### EXERCISE DIRECTIONS
Read the records below and copy each line that contains "ActiveValue".

(Saved entries)
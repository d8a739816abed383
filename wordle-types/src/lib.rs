pub mod errors;
pub mod game;
pub mod messages;
pub mod user;

// Re-export all types
pub use errors::*;
pub use game::*;
pub use messages::*;
pub use user::*;
use std::collections::HashMap;
use std::fmt;
use std::str::FromStr;
use std::time::Duration;

use base64::Engine;
use chrono::{DateTime, TimeDelta, Utc};
use jsonwebtoken::{Algorithm, DecodingKey, EncodingKey, Header, Validation, decode, encode};
use reqwest::{Client, Url, header::ACCEPT};
use serde::{Deserialize, Serialize};

use wordle_persistence::repositories::OAuthProfile;
use wordle_types::UserId;

/// Sessions stay valid for 30 days.
pub const SESSION_LIFETIME_DAYS: i64 = 30;

#[derive(Debug, Clone, Copy, PartialEq, Eq, Hash)]
pub enum OAuthProvider {
    Github,
    Discord,
    Google,
}

pub struct ProviderEndpoints {
    pub authorize_url: &'static str,
    pub token_url: &'static str,
    pub userinfo_url: &'static str,
    pub scopes: &'static str,
}

impl OAuthProvider {
    pub const ALL: [OAuthProvider; 3] = [
        OAuthProvider::Github,
        OAuthProvider::Discord,
        OAuthProvider::Google,
    ];

    pub fn as_str(&self) -> &'static str {
        match self {
            OAuthProvider::Github => "github",
            OAuthProvider::Discord => "discord",
            OAuthProvider::Google => "google",
        }
    }

    /// Prefix of the `<PREFIX>_CLIENT_ID` / `<PREFIX>_CLIENT_SECRET` variables.
    pub fn env_prefix(&self) -> &'static str {
        match self {
            OAuthProvider::Github => "GITHUB",
            OAuthProvider::Discord => "DISCORD",
            OAuthProvider::Google => "GOOGLE",
        }
    }

    pub fn endpoints(&self) -> ProviderEndpoints {
        match self {
            OAuthProvider::Github => ProviderEndpoints {
                authorize_url: "https://github.com/login/oauth/authorize",
                token_url: "https://github.com/login/oauth/access_token",
                userinfo_url: "https://api.github.com/user",
                scopes: "read:user",
            },
            OAuthProvider::Discord => ProviderEndpoints {
                authorize_url: "https://discord.com/api/oauth2/authorize",
                token_url: "https://discord.com/api/oauth2/token",
                userinfo_url: "https://discord.com/api/users/@me",
                scopes: "identify",
            },
            OAuthProvider::Google => ProviderEndpoints {
                authorize_url: "https://accounts.google.com/o/oauth2/v2/auth",
                token_url: "https://oauth2.googleapis.com/token",
                userinfo_url: "https://www.googleapis.com/oauth2/v2/userinfo",
                scopes: "https://www.googleapis.com/auth/userinfo.profile",
            },
        }
    }

    /// Map a userinfo response onto our profile shape.
    pub fn parse_profile(&self, info: &serde_json::Value) -> Option<OAuthProfile> {
        let string_field = |key: &str| info.get(key).and_then(|v| v.as_str()).map(str::to_string);

        let (provider_id, display_name, avatar_url) = match self {
            OAuthProvider::Github => {
                // GitHub ids are JSON numbers
                let id = match info.get("id")? {
                    serde_json::Value::Number(n) => n.to_string(),
                    serde_json::Value::String(s) => s.clone(),
                    _ => return None,
                };
                (id, string_field("login"), string_field("avatar_url"))
            }
            OAuthProvider::Discord => {
                let id = string_field("id")?;
                let avatar = string_field("avatar")
                    .filter(|hash| !hash.is_empty())
                    .map(|hash| format!("https://cdn.discordapp.com/avatars/{}/{}.png", id, hash));
                (id, string_field("username"), avatar)
            }
            OAuthProvider::Google => (
                string_field("id")?,
                string_field("name"),
                string_field("picture"),
            ),
        };

        if provider_id.is_empty() {
            return None;
        }

        Some(OAuthProfile {
            provider: self.as_str().to_string(),
            provider_id,
            display_name: display_name.unwrap_or_default(),
            avatar_url: avatar_url.filter(|url| !url.is_empty()),
        })
    }
}

impl fmt::Display for OAuthProvider {
    fn fmt(&self, f: &mut fmt::Formatter<'_>) -> fmt::Result {
        f.write_str(self.as_str())
    }
}

impl FromStr for OAuthProvider {
    type Err = AuthError;

    fn from_str(s: &str) -> Result<Self, Self::Err> {
        OAuthProvider::ALL
            .into_iter()
            .find(|provider| provider.as_str() == s)
            .ok_or_else(|| AuthError::UnknownProvider(s.to_string()))
    }
}

#[derive(Debug, Clone, PartialEq)]
pub struct ProviderCredentials {
    pub client_id: String,
    pub client_secret: String,
}

#[derive(Debug, Clone, Serialize, Deserialize)]
pub struct SessionClaims {
    pub sub: UserId,
    pub exp: i64,
}

#[derive(Debug, Deserialize)]
struct TokenResponse {
    access_token: Option<String>,
    error: Option<String>,
}

pub struct AuthService {
    client: Client,
    encoding_key: EncodingKey,
    decoding_key: DecodingKey,
    credentials: HashMap<OAuthProvider, ProviderCredentials>,
    public_base_url: String,
}

impl AuthService {
    pub fn new(
        jwt_secret: &[u8],
        credentials: HashMap<OAuthProvider, ProviderCredentials>,
        public_base_url: String,
        timeout: Duration,
    ) -> Self {
        let client = Client::builder()
            .timeout(timeout)
            .user_agent("wordle-six-server")
            .build()
            .unwrap_or_else(|e| {
                tracing::warn!("Failed to build OAuth HTTP client, using defaults: {:?}", e);
                Client::new()
            });

        Self {
            client,
            encoding_key: EncodingKey::from_secret(jwt_secret),
            decoding_key: DecodingKey::from_secret(jwt_secret),
            credentials,
            public_base_url: public_base_url.trim_end_matches('/').to_string(),
        }
    }

    /// Random value for the `oauth_state` CSRF cookie.
    pub fn new_state_token() -> String {
        base64::engine::general_purpose::URL_SAFE_NO_PAD.encode(uuid::Uuid::new_v4().as_bytes())
    }

    pub fn issue_session(&self, user_id: UserId) -> Result<String, AuthError> {
        self.issue_session_at(user_id, Utc::now())
    }

    pub fn issue_session_at(&self, user_id: UserId, now: DateTime<Utc>) -> Result<String, AuthError> {
        let claims = SessionClaims {
            sub: user_id,
            exp: (now + TimeDelta::days(SESSION_LIFETIME_DAYS)).timestamp(),
        };
        encode(&Header::new(Algorithm::HS256), &claims, &self.encoding_key).map_err(|e| {
            tracing::error!("Failed to sign session token: {:?}", e);
            AuthError::SigningFailed
        })
    }

    /// Verify a session token and return the user id it carries.
    pub fn validate_session(&self, token: &str) -> Result<UserId, AuthError> {
        let validation = Validation::new(Algorithm::HS256);
        let token_data = decode::<SessionClaims>(token, &self.decoding_key, &validation)?;
        Ok(token_data.claims.sub)
    }

    pub fn callback_url(&self, provider: OAuthProvider) -> String {
        format!("{}/auth/{}/callback", self.public_base_url, provider)
    }

    fn credentials_for(&self, provider: OAuthProvider) -> Result<&ProviderCredentials, AuthError> {
        self.credentials
            .get(&provider)
            .filter(|c| !c.client_id.is_empty())
            .ok_or(AuthError::ProviderNotConfigured(provider))
    }

    /// The provider URL the browser is sent to for consent.
    pub fn authorize_url(&self, provider: OAuthProvider, state: &str) -> Result<String, AuthError> {
        let credentials = self.credentials_for(provider)?;
        let endpoints = provider.endpoints();
        let url = Url::parse_with_params(
            endpoints.authorize_url,
            &[
                ("client_id", credentials.client_id.as_str()),
                ("redirect_uri", self.callback_url(provider).as_str()),
                ("scope", endpoints.scopes),
                ("state", state),
                ("response_type", "code"),
            ],
        )
        .map_err(|e| {
            tracing::error!("Failed to build authorize URL for {}: {:?}", provider, e);
            AuthError::ProviderNotConfigured(provider)
        })?;
        Ok(url.to_string())
    }

    /// Trade an authorization code for an access token.
    pub async fn exchange_code(&self, provider: OAuthProvider, code: &str) -> Result<String, AuthError> {
        let credentials = self.credentials_for(provider)?;
        let callback_url = self.callback_url(provider);
        let params = [
            ("client_id", credentials.client_id.as_str()),
            ("client_secret", credentials.client_secret.as_str()),
            ("code", code),
            ("redirect_uri", callback_url.as_str()),
            ("grant_type", "authorization_code"),
        ];

        let response = self
            .client
            .post(provider.endpoints().token_url)
            .header(ACCEPT, "application/json")
            .form(&params)
            .send()
            .await
            .map_err(|e| {
                tracing::warn!("Token exchange with {} failed: {:?}", provider, e);
                AuthError::TokenExchangeFailed
            })?;

        let status = response.status();
        let token: TokenResponse = response.json().await.map_err(|e| {
            tracing::warn!("Unreadable token response from {} ({}): {:?}", provider, status, e);
            AuthError::TokenExchangeFailed
        })?;

        match token.access_token.filter(|t| !t.is_empty()) {
            Some(access_token) => Ok(access_token),
            None => {
                tracing::warn!(
                    "No access token from {} ({}): {}",
                    provider,
                    status,
                    token.error.unwrap_or_default()
                );
                Err(AuthError::TokenExchangeFailed)
            }
        }
    }

    pub async fn fetch_profile(
        &self,
        provider: OAuthProvider,
        access_token: &str,
    ) -> Result<OAuthProfile, AuthError> {
        let response = self
            .client
            .get(provider.endpoints().userinfo_url)
            .bearer_auth(access_token)
            .header(ACCEPT, "application/json")
            .send()
            .await
            .map_err(|e| {
                tracing::warn!("User info fetch from {} failed: {:?}", provider, e);
                AuthError::ProfileFetchFailed
            })?;

        if !response.status().is_success() {
            tracing::warn!("User info endpoint of {} returned {}", provider, response.status());
            return Err(AuthError::ProfileFetchFailed);
        }

        let info: serde_json::Value = response.json().await.map_err(|e| {
            tracing::warn!("Unreadable user info from {}: {:?}", provider, e);
            AuthError::ProfileFetchFailed
        })?;

        provider.parse_profile(&info).ok_or_else(|| {
            tracing::warn!("User info from {} is missing an id", provider);
            AuthError::ProfileFetchFailed
        })
    }
}

#[derive(Debug, thiserror::Error)]
pub enum AuthError {
    #[error("Invalid token")]
    InvalidToken,
    #[error("Token expired")]
    TokenExpired,
    #[error("unknown provider: {0}")]
    UnknownProvider(String),
    #[error("{0} OAuth not configured")]
    ProviderNotConfigured(OAuthProvider),
    #[error("Token exchange failed")]
    TokenExchangeFailed,
    #[error("Failed to fetch user info")]
    ProfileFetchFailed,
    #[error("Failed to create session")]
    SigningFailed,
}

impl From<jsonwebtoken::errors::Error> for AuthError {
    fn from(err: jsonwebtoken::errors::Error) -> Self {
        match err.kind() {
            jsonwebtoken::errors::ErrorKind::ExpiredSignature => AuthError::TokenExpired,
            _ => AuthError::InvalidToken,
        }
    }
}
use anyhow::Result;
use chrono::{DateTime, Utc};
use sea_orm::{
    ActiveValue, ColumnTrait, DatabaseConnection, EntityTrait, QueryFilter, QueryOrder,
};

use crate::entities::{prelude::*, tz_events};
use wordle_core::PreviousEvent;
use wordle_types::UserId;

/// One row of the append-only timezone log.
#[derive(Debug, Clone, PartialEq)]
pub struct TimezoneEventRecord {
    pub user_id: UserId,
    pub server_time: DateTime<Utc>,
    pub client_time: String,
    pub tz_offset: i32,
    pub ip: String,
    pub endpoint: String,
}

pub struct TimezoneEventRepository {
    db: DatabaseConnection,
}

impl TimezoneEventRepository {
    pub fn new(db: DatabaseConnection) -> Self {
        Self { db }
    }

    /// The most recently recorded event for a user.
    pub async fn latest_for_user(&self, user_id: UserId) -> Result<Option<PreviousEvent>> {
        let event = TzEvents::find()
            .filter(tz_events::Column::UserId.eq(user_id))
            .order_by_desc(tz_events::Column::Id)
            .one(&self.db)
            .await?;

        Ok(event.map(|model| PreviousEvent {
            server_time: model.server_utc,
            tz_offset: model.tz_offset,
        }))
    }

    pub async fn record(&self, event: TimezoneEventRecord) -> Result<()> {
        let event_model = tz_events::ActiveModel {
            user_id: ActiveValue::Set(event.user_id),
            server_utc: ActiveValue::Set(event.server_time),
            client_time: ActiveValue::Set(event.client_time),
            tz_offset: ActiveValue::Set(event.tz_offset),
            ip: ActiveValue::Set(event.ip),
            endpoint: ActiveValue::Set(event.endpoint),
            ..Default::default()
        };

        TzEvents::insert(event_model).exec(&self.db).await?;
        Ok(())
    }

    #[cfg(any(test, feature = "test-util"))]
    pub async fn count_for_user(&self, user_id: UserId) -> Result<u64> {
        use sea_orm::PaginatorTrait;

        let count = TzEvents::find()
            .filter(tz_events::Column::UserId.eq(user_id))
            .count(&self.db)
            .await?;
        Ok(count)
    }
}

#[cfg(test)]
mod tests {
    use super::*;
    use crate::connection::connect_to_memory_database;
    use crate::repositories::{OAuthProfile, UserRepository};
    use chrono::{TimeDelta, TimeZone};
    use migration::{Migrator, MigratorTrait};

    async fn setup_test_db() -> (TimezoneEventRepository, UserId) {
        let db = connect_to_memory_database().await.unwrap();
        Migrator::up(&db, None).await.unwrap();
        let user = UserRepository::new(db.clone())
            .upsert_oauth_user(OAuthProfile {
                provider: "google".to_string(),
                provider_id: "g-1".to_string(),
                display_name: "Traveller".to_string(),
                avatar_url: None,
            })
            .await
            .unwrap();
        (TimezoneEventRepository::new(db), user.id)
    }

    fn event(user_id: UserId, server_time: DateTime<Utc>, tz_offset: i32) -> TimezoneEventRecord {
        TimezoneEventRecord {
            user_id,
            server_time,
            client_time: server_time.to_rfc3339(),
            tz_offset,
            ip: "203.0.113.5".to_string(),
            endpoint: "result".to_string(),
        }
    }

    #[tokio::test]
    async fn test_latest_event() {
        let (repo, user_id) = setup_test_db().await;
        assert!(repo.latest_for_user(user_id).await.unwrap().is_none());

        let start = Utc.with_ymd_and_hms(2025, 3, 1, 8, 0, 0).unwrap();
        repo.record(event(user_id, start, 0)).await.unwrap();
        repo.record(event(user_id, start + TimeDelta::minutes(5), -60))
            .await
            .unwrap();

        let latest = repo.latest_for_user(user_id).await.unwrap().unwrap();
        assert_eq!(latest.tz_offset, -60);
        assert_eq!(latest.server_time, start + TimeDelta::minutes(5));
        assert_eq!(repo.count_for_user(user_id).await.unwrap(), 2);
    }

    #[tokio::test]
    async fn test_events_are_per_user() {
        let (repo, user_id) = setup_test_db().await;

        let now = Utc.with_ymd_and_hms(2025, 3, 1, 8, 0, 0).unwrap();
        repo.record(event(user_id, now, 120)).await.unwrap();

        assert!(repo.latest_for_user(user_id + 1).await.unwrap().is_none());
        assert_eq!(repo.count_for_user(user_id + 1).await.unwrap(), 0);
    }
}
use std::path::{Path, PathBuf};

use migration::{Migrator, MigratorTrait};
use sea_orm::{Database, DatabaseConnection, DbErr};

pub async fn connect_to_database(database_url: &str) -> Result<DatabaseConnection, DbErr> {
    if let Some(parent) = sqlite_file_path(database_url)
        .as_deref()
        .and_then(Path::parent)
        .filter(|dir| !dir.as_os_str().is_empty())
    {
        tokio::fs::create_dir_all(parent).await.map_err(|e| {
            DbErr::Custom(format!(
                "Failed to create database directory {}: {}",
                parent.display(),
                e
            ))
        })?;
    }
    Database::connect(database_url).await
}

pub async fn connect_to_memory_database() -> Result<DatabaseConnection, DbErr> {
    Database::connect("sqlite::memory:").await
}

/// Connect and bring the schema up to date before the server takes traffic.
pub async fn connect_and_migrate(database_url: &str) -> Result<DatabaseConnection, DbErr> {
    let db = connect_to_database(database_url).await?;
    Migrator::up(&db, None).await?;
    tracing::info!("Database migrations applied");
    Ok(db)
}

/// File behind a SQLite URL; `None` for in-memory and non-SQLite URLs.
fn sqlite_file_path(database_url: &str) -> Option<PathBuf> {
    let rest = database_url
        .strip_prefix("sqlite://")
        .or_else(|| database_url.strip_prefix("sqlite:"))?;
    let (path, query) = rest.split_once('?').unwrap_or((rest, ""));

    if path.is_empty() || path == ":memory:" || query.contains("mode=memory") {
        return None;
    }
    Some(PathBuf::from(path))
}
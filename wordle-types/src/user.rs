use serde::{Deserialize, Serialize};
use ts_rs::TS;

pub type UserId = i64;

/// A registered player, keyed by the OAuth provider that created it.
#[derive(Debug, Clone, PartialEq, Serialize, Deserialize, TS)]
#[ts(export)]
pub struct User {
    pub id: UserId,
    pub provider: String,
    #[serde(skip_serializing)]
    #[ts(skip)]
    pub provider_id: String,
    pub display_name: String,
    pub custom_name: Option<String>,
    pub avatar_url: Option<String>,
    pub banned: bool,
    pub created_at: String, // ISO 8601 string
}

impl User {
    /// Name shown to other players: the custom name wins over the provider name.
    pub fn effective_name(&self) -> &str {
        self.custom_name.as_deref().unwrap_or(&self.display_name)
    }

    /// A user is "new" until they have picked a custom name.
    pub fn is_new(&self) -> bool {
        self.custom_name.is_none()
    }
}

/// Identity returned by `/auth/me`.
#[derive(Debug, Clone, PartialEq, Serialize, Deserialize, TS)]
#[ts(export)]
pub struct SessionUser {
    pub id: UserId,
    pub provider: String,
    pub display_name: String,
    pub avatar_url: String,
    pub is_new: bool,
    pub banned: bool,
}

impl From<&User> for SessionUser {
    fn from(user: &User) -> Self {
        SessionUser {
            id: user.id,
            provider: user.provider.clone(),
            display_name: user.effective_name().to_string(),
            avatar_url: user.avatar_url.clone().unwrap_or_default(),
            is_new: user.is_new(),
            banned: user.banned,
        }
    }
}

#[derive(Debug, Clone, Serialize, Deserialize, TS)]
#[ts(export)]
pub struct MeResponse {
    pub user: Option<SessionUser>,
}

/// Row of the admin user listing.
#[derive(Debug, Clone, PartialEq, Serialize, Deserialize, TS)]
#[ts(export)]
pub struct UserListEntry {
    pub id: UserId,
    pub provider: String,
    pub display_name: String,
    #[serde(skip_serializing_if = "Option::is_none")]
    pub custom_name: Option<String>,
    #[serde(skip_serializing_if = "Option::is_none")]
    pub avatar_url: Option<String>,
    pub banned: bool,
}

impl From<User> for UserListEntry {
    fn from(user: User) -> Self {
        UserListEntry {
            id: user.id,
            provider: user.provider,
            display_name: user.display_name,
            custom_name: user.custom_name,
            avatar_url: user.avatar_url,
            banned: user.banned,
        }
    }
}

#[derive(Debug, Clone, Serialize, Deserialize, TS)]
#[ts(export)]
pub struct UserListResponse {
    pub users: Vec<UserListEntry>,
}
use sea_orm::entity::prelude::*;

#[derive(Clone, Debug, PartialEq, Eq, DeriveEntityModel)]
#[sea_orm(table_name = "user_stats")]
pub struct Model {
    #[sea_orm(primary_key, auto_increment = false)]
    pub user_id: i64,
    pub played: i32,
    pub won: i32,
    pub played_hard: i32,
    pub won_hard: i32,
    pub current_streak: i32,
    pub max_streak: i32,
    /// JSON array with one counter per guess count.
    #[sea_orm(column_type = "Text")]
    pub distribution: String,
    pub last_date: Option<String>,
    pub hard_mode: bool,
}

#[derive(Copy, Clone, Debug, EnumIter, DeriveRelation)]
pub enum Relation {}

impl ActiveModelBehavior for ActiveModel {}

### OUTPUT FOR THIS TASK
    ActiveValue, ColumnTrait, DatabaseConnection, EntityTrait, QueryFilter, QueryOrder,
            user_id: ActiveValue::Set(event.user_id),
            server_utc: ActiveValue::Set(event.server_time),
            client_time: ActiveValue::Set(event.client_time),
            tz_offset: ActiveValue::Set(event.tz_offset),
            ip: ActiveValue::Set(event.ip),
            endpoint: ActiveValue::Set(event.endpoint),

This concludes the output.